1. \frac{x + 5}{x^3 - 3x + 8}

2. \frac{x^4 + 7x^3 - 2}{x + 1}

3. \frac{8x + 9}{x - 8}

The above three functions are rational because they are obtained after dividing polynomials.

Let us now proceed to solve some more examples related to graphing the rational functions.

Example 1

Graph the following function:

f (x) = \frac{x^2}{3x - 6}

Solution

We will graph the above rational function by following the steps below:

Step 1 - Find the asymptotes of the function

To compute the vertical asymptote of the function set the denominator of the function equal to zero and solve the equation for x. Remember that the vertical asymptote of the function will be the line that should not be crossed by the graph. The reason behind this is that when the denominator of the function is zero, the function becomes undefined.

3x - 6 = 0

x = 2

Hence, the vertical asymptote of the function in this example is 2.

For the horizontal asymptotes of the function, we need to look at the numerator and assess its degree. If the degree of the numerator is greater than the degree of the denominator, then we can assume that the function has no horizontal asymptote. The degree of the numerator of the function in this example is greater than the degree of the denominator, hence, we can say that there is no asymptote of this function.

 

Step 2 - Compute the vertical intercept

By substituting x = 0, calculate the vertical intercept of the function.

f (x) = \frac{x^2}{3x - 6}

y = 0

This shows that the vertical intercept of this rational function is (0, 0).

 

Step 3 - Calculate the horizontal intercept

Set the function equal to zero to calculate the horizontal intercept.

f (x) = \frac{x^2}{3x - 6}

\frac{x^2}{3x - 6} = 0

The horizontal intercept of the function is also (0,0).

 

Step 4 - Find y-values by substituting different x-values

In this step, we will plug in different x-values to get the y-values.

y = \frac{x^2}{3x - 6}

At x = 0, y = 0

At x = 1, y = -\frac{1}{3}

At x = 3, y = 3

At x = 4, y = \frac{8}{3}

At x = 5, y = \frac{25}{9}

At x = -1, y = -\frac{1}{9}

These are only few points, you can substitute more values to get points for the graph.

 

Step 5 - Plot the points in an xy-plane and join the points for a smooth curve

After many points from the step 3 will be plotted, we will get the graph below:

Graph of the example 1

 

Example 2

Graph the following function:

f (x) = \frac{x^2}{x^3 - 1}

Solution

We will graph the above rational function by following the steps below:

Step 1 - Find the asymptotes of the function

To compute the vertical asymptote of the function, we will set the denominator equal to 0. We will solve the equation for x to get the vertical asymptote.

x^3 - 1 = 0

x = 1

Hence, the vertical asymptote of the function in this example is 1.

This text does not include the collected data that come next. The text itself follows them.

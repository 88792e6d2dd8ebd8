//! The untyped source tree consumed by the hydrator.
//!
//! Decoding bytes into this tree happens upstream (usually `serde_json::from_str`).
//! The engine only inspects the shape of each node.

use alloc::string::String;
use core::fmt;

/// An untyped value from the decoded source tree.
///
/// Mappings keep insertion order (`serde_json` is built with `preserve_order`).
pub type RawValue = serde_json::Value;

/// An ordered mapping of string keys to [`RawValue`]s.
pub type RawMap = serde_json::Map<String, RawValue>;

// -----------------------------------------------------------------------------
// RawKind

/// The three shapes a [`RawValue`] can take.
///
/// # Examples
///
/// ```
/// use vc_hydrate::RawKind;
/// use serde_json::json;
///
/// assert_eq!(RawKind::of(&json!({ "a": 1 })), RawKind::Mapping);
/// assert_eq!(RawKind::of(&json!([1, 2])), RawKind::Sequence);
/// assert_eq!(RawKind::of(&json!(null)), RawKind::Scalar);
/// ```
#[derive(Debug, Clone, Copy, PartialEq, Eq, Hash)]
pub enum RawKind {
    /// String, number, boolean or null.
    Scalar,
    /// An ordered mapping of string to value.
    Mapping,
    /// An ordered sequence of values.
    Sequence,
}

impl RawKind {
    /// Returns the shape of `value`.
    #[inline]
    pub const fn of(value: &RawValue) -> Self {
        match value {
            RawValue::Object(_) => Self::Mapping,
            RawValue::Array(_) => Self::Sequence,
            RawValue::Null | RawValue::Bool(_) | RawValue::Number(_) | RawValue::String(_) => {
                Self::Scalar
            }
        }
    }

    /// A lowercase name, used in error messages.
    #[inline]
    pub const fn as_str(self) -> &'static str {
        match self {
            Self::Scalar => "scalar",
            Self::Mapping => "mapping",
            Self::Sequence => "sequence",
        }
    }
}

impl fmt::Display for RawKind {
    fn fmt(&self, f: &mut fmt::Formatter<'_>) -> fmt::Result {
        f.pad(self.as_str())
    }
}
mod custom_attributes;
mod default;

pub use custom_attributes::TypeTraitCustomAttributes;
pub use default::TypeTraitDefault;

For the horizontal asymptote of the function, we need to look at the polynomial in the numerator and assess its degree. If the degree of the numerator is greater than the degree of the denominator, then we can assume that the function has no horizontal asymptote. On the other hand, if the degree of the numerator is equal to the degree of the denominator, then we take the ratio of leading coefficients. In the third case, if the degree of numerator is less than the degree of denominator, then the horizontal asymptote is zero. In this example, the horizontal asymptote of the function is zero.

 

Step 2 - Compute the vertical intercept

By substituting x = 0, calculate the vertical intercept of the function.

f (x) = \frac{x^2}{x^3 - 1}

y = 0

This shows that the vertical intercept of this rational function is (0, 0).

 

Step 3 - Calculate the horizontal intercept

Set the function equal to zero to calculate the horizontal intercept.

f (x) = \frac{x^2}{x^3 - 1}

\frac{x^2}{x^3 - 1} = 0

The horizontal intercept of the function is also (0,0).

 

Step 4 - Find y-values by substituting different x-values

In this step, substitute different x-values to get the y-values.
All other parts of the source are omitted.